* **TASK STATEMENT**: Your answer should be an exact copy of the data.

* **Stored items**:
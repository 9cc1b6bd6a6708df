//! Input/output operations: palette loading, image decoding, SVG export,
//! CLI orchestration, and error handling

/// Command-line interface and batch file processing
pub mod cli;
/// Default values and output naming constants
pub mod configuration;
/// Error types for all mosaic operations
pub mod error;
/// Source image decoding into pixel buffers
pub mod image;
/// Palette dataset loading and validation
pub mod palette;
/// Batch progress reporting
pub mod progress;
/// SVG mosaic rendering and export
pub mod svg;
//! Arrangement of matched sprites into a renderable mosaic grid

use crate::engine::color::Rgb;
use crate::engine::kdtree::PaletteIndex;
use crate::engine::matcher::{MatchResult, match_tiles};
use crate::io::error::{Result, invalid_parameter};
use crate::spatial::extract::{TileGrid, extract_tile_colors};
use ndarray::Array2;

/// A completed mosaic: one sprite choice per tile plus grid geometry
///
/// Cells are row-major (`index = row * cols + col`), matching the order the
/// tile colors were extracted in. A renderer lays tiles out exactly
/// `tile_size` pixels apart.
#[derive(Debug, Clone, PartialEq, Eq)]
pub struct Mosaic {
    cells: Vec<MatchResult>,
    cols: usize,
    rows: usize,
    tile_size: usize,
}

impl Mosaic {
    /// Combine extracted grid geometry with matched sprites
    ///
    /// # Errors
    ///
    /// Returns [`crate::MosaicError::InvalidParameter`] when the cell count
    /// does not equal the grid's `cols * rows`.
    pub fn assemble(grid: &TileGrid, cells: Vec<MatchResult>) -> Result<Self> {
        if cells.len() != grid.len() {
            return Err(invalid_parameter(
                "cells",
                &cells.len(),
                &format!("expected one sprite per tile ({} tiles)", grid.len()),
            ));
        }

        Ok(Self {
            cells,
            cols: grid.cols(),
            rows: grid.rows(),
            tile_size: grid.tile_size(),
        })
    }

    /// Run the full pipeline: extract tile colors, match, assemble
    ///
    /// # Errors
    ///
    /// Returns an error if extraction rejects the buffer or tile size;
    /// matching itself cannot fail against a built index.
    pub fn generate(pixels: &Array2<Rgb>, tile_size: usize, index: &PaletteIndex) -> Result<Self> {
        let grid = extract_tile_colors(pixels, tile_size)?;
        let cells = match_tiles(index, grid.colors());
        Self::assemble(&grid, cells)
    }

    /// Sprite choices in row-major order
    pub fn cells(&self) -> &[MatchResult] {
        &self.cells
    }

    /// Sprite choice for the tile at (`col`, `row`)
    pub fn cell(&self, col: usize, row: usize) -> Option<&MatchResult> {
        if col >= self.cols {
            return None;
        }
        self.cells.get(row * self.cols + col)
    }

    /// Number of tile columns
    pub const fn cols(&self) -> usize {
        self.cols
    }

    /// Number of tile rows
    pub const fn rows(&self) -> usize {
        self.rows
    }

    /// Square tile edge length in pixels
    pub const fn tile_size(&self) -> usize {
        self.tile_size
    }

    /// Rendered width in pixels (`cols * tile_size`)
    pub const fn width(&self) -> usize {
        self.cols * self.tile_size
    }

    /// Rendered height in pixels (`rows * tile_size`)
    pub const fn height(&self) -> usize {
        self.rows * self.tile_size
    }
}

* **REPLY TO THE TASK**:
repository 9cc1b6bd6a6708df
//! Input/output operations: palette loading, image decoding, SVG export,
//! CLI orchestration, and error handling

/// Command-line interface and batch file processing
pub mod cli;
/// Default values and output naming constants
pub mod configuration;
/// Error types for all mosaic operations
pub mod error;
/// Source image decoding into pixel buffers
pub mod image;
/// Palette dataset loading and validation
pub mod palette;
/// Batch progress reporting
pub mod progress;
/// SVG mosaic rendering and export
pub mod svg;
//! Arrangement of matched sprites into a renderable mosaic grid

use crate::engine::color::Rgb;
use crate::engine::kdtree::PaletteIndex;
use crate::engine::matcher::{MatchResult, match_tiles};
use crate::io::error::{Result, invalid_parameter};
use crate::spatial::extract::{TileGrid, extract_tile_colors};
use ndarray::Array2;

/// A completed mosaic: one sprite choice per tile plus grid geometry
///
/// Cells are row-major (`index = row * cols + col`), matching the order the
/// tile colors were extracted in. A renderer lays tiles out exactly
/// `tile_size` pixels apart.
#[derive(Debug, Clone, PartialEq, Eq)]
pub struct Mosaic {
    cells: Vec<MatchResult>,
    cols: usize,
    rows: usize,
    tile_size: usize,
}

impl Mosaic {
    /// Combine extracted grid geometry with matched sprites
    ///
    /// # Errors
    ///
    /// Returns [`crate::MosaicError::InvalidParameter`] when the cell count
    /// does not equal the grid's `cols * rows`.
    pub fn assemble(grid: &TileGrid, cells: Vec<MatchResult>) -> Result<Self> {
        if cells.len() != grid.len() {
            return Err(invalid_parameter(
                "cells",
                &cells.len(),
                &format!("expected one sprite per tile ({} tiles)", grid.len()),
            ));
        }

        Ok(Self {
            cells,
            cols: grid.cols(),
            rows: grid.rows(),
            tile_size: grid.tile_size(),
        })
    }

    /// Run the full pipeline: extract tile colors, match, assemble
    ///
    /// # Errors
    ///
    /// Returns an error if extraction rejects the buffer or tile size;
    /// matching itself cannot fail against a built index.
    pub fn generate(pixels: &Array2<Rgb>, tile_size: usize, index: &PaletteIndex) -> Result<Self> {
        let grid = extract_tile_colors(pixels, tile_size)?;
        let cells = match_tiles(index, grid.colors());
        Self::assemble(&grid, cells)
    }

    /// Sprite choices in row-major order
    pub fn cells(&self) -> &[MatchResult] {
        &self.cells
    }

    /// Sprite choice for the tile at (`col`, `row`)
    pub fn cell(&self, col: usize, row: usize) -> Option<&MatchResult> {
        if col >= self.cols {
            return None;
        }
        self.cells.get(row * self.cols + col)
    }

    /// Number of tile columns
    pub const fn cols(&self) -> usize {
        self.cols
    }

    /// Number of tile rows
    pub const fn rows(&self) -> usize {
        self.rows
    }

    /// Square tile edge length in pixels
    pub const fn tile_size(&self) -> usize {
        self.tile_size
    }

    /// Rendered width in pixels (`cols * tile_size`)
    pub const fn width(&self) -> usize {
        self.cols * self.tile_size
    }

    /// Rendered height in pixels (`rows * tile_size`)
    pub const fn height(&self) -> usize {
        self.rows * self.tile_size
    }
}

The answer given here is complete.